EXERCISE INSTRUCTIONS: Where the string "once" appears in a line of the data, show that line.

SOURCE MATERIAL:

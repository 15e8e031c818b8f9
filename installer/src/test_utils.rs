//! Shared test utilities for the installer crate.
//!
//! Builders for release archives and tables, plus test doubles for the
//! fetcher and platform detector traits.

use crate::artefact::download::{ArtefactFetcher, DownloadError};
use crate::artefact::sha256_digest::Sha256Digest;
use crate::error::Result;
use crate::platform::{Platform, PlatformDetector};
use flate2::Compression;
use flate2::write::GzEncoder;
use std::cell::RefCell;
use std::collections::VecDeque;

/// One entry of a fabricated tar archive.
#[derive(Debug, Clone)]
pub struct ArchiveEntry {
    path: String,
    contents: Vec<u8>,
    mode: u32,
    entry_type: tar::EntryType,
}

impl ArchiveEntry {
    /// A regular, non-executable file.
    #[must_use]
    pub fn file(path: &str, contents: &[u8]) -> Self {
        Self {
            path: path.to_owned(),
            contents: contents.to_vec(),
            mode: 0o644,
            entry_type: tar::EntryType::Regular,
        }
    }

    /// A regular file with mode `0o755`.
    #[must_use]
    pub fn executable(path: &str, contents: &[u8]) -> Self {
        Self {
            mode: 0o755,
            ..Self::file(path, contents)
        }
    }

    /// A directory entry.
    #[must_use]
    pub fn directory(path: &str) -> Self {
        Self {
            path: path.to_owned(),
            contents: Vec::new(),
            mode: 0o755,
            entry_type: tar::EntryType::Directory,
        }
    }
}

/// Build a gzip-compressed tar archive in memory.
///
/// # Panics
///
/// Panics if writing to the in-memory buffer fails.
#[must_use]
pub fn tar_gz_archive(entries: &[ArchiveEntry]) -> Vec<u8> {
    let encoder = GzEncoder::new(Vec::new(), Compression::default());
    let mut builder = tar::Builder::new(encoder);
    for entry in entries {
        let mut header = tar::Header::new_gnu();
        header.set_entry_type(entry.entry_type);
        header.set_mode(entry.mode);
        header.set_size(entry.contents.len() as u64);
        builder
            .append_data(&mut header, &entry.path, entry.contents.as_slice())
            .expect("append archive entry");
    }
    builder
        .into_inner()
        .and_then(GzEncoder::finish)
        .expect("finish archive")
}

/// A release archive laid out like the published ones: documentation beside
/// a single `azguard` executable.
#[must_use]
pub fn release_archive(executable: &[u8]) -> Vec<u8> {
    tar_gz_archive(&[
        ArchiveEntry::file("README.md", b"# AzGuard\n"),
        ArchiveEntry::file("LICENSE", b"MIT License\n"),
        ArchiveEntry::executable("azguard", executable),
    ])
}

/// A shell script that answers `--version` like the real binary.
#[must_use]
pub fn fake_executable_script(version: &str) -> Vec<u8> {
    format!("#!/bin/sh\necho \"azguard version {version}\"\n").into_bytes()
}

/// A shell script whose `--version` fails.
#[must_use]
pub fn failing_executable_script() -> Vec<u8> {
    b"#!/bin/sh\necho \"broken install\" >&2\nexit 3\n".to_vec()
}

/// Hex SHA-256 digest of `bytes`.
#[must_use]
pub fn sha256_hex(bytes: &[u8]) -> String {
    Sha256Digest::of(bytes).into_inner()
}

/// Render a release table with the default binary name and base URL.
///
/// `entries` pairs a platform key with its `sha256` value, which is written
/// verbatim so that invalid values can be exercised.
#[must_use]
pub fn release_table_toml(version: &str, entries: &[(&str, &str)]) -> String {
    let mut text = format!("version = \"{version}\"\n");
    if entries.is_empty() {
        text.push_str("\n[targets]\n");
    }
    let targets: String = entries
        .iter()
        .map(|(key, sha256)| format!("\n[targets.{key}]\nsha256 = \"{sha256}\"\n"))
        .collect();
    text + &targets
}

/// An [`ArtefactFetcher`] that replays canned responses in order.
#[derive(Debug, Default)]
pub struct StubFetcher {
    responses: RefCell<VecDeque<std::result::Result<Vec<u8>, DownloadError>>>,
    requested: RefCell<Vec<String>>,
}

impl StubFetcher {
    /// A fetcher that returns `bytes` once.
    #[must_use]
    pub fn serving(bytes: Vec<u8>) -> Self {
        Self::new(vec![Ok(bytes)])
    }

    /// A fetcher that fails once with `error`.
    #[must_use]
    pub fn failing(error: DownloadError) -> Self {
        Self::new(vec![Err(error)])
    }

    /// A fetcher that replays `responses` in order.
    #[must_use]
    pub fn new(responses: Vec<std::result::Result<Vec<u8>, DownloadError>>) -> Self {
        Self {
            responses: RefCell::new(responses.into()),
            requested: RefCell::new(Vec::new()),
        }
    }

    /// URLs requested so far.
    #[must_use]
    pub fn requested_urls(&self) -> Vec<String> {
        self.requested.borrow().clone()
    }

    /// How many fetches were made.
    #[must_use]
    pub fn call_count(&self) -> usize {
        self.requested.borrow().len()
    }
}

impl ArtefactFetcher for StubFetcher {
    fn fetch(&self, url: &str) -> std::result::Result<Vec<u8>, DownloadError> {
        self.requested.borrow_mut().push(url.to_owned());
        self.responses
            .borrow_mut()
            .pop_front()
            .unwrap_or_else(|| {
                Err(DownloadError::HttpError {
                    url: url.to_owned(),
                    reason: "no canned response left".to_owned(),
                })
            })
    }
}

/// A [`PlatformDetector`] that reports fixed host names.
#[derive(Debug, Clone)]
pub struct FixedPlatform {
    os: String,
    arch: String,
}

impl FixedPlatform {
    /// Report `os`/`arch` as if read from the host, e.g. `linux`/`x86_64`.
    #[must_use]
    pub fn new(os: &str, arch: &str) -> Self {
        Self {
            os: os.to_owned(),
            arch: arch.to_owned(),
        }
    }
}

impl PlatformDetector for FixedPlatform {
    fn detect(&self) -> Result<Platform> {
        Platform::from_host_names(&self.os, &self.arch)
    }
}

RESPONSE BOX:
    /// A fetcher that returns `bytes` once.
    /// A fetcher that fails once with `error`.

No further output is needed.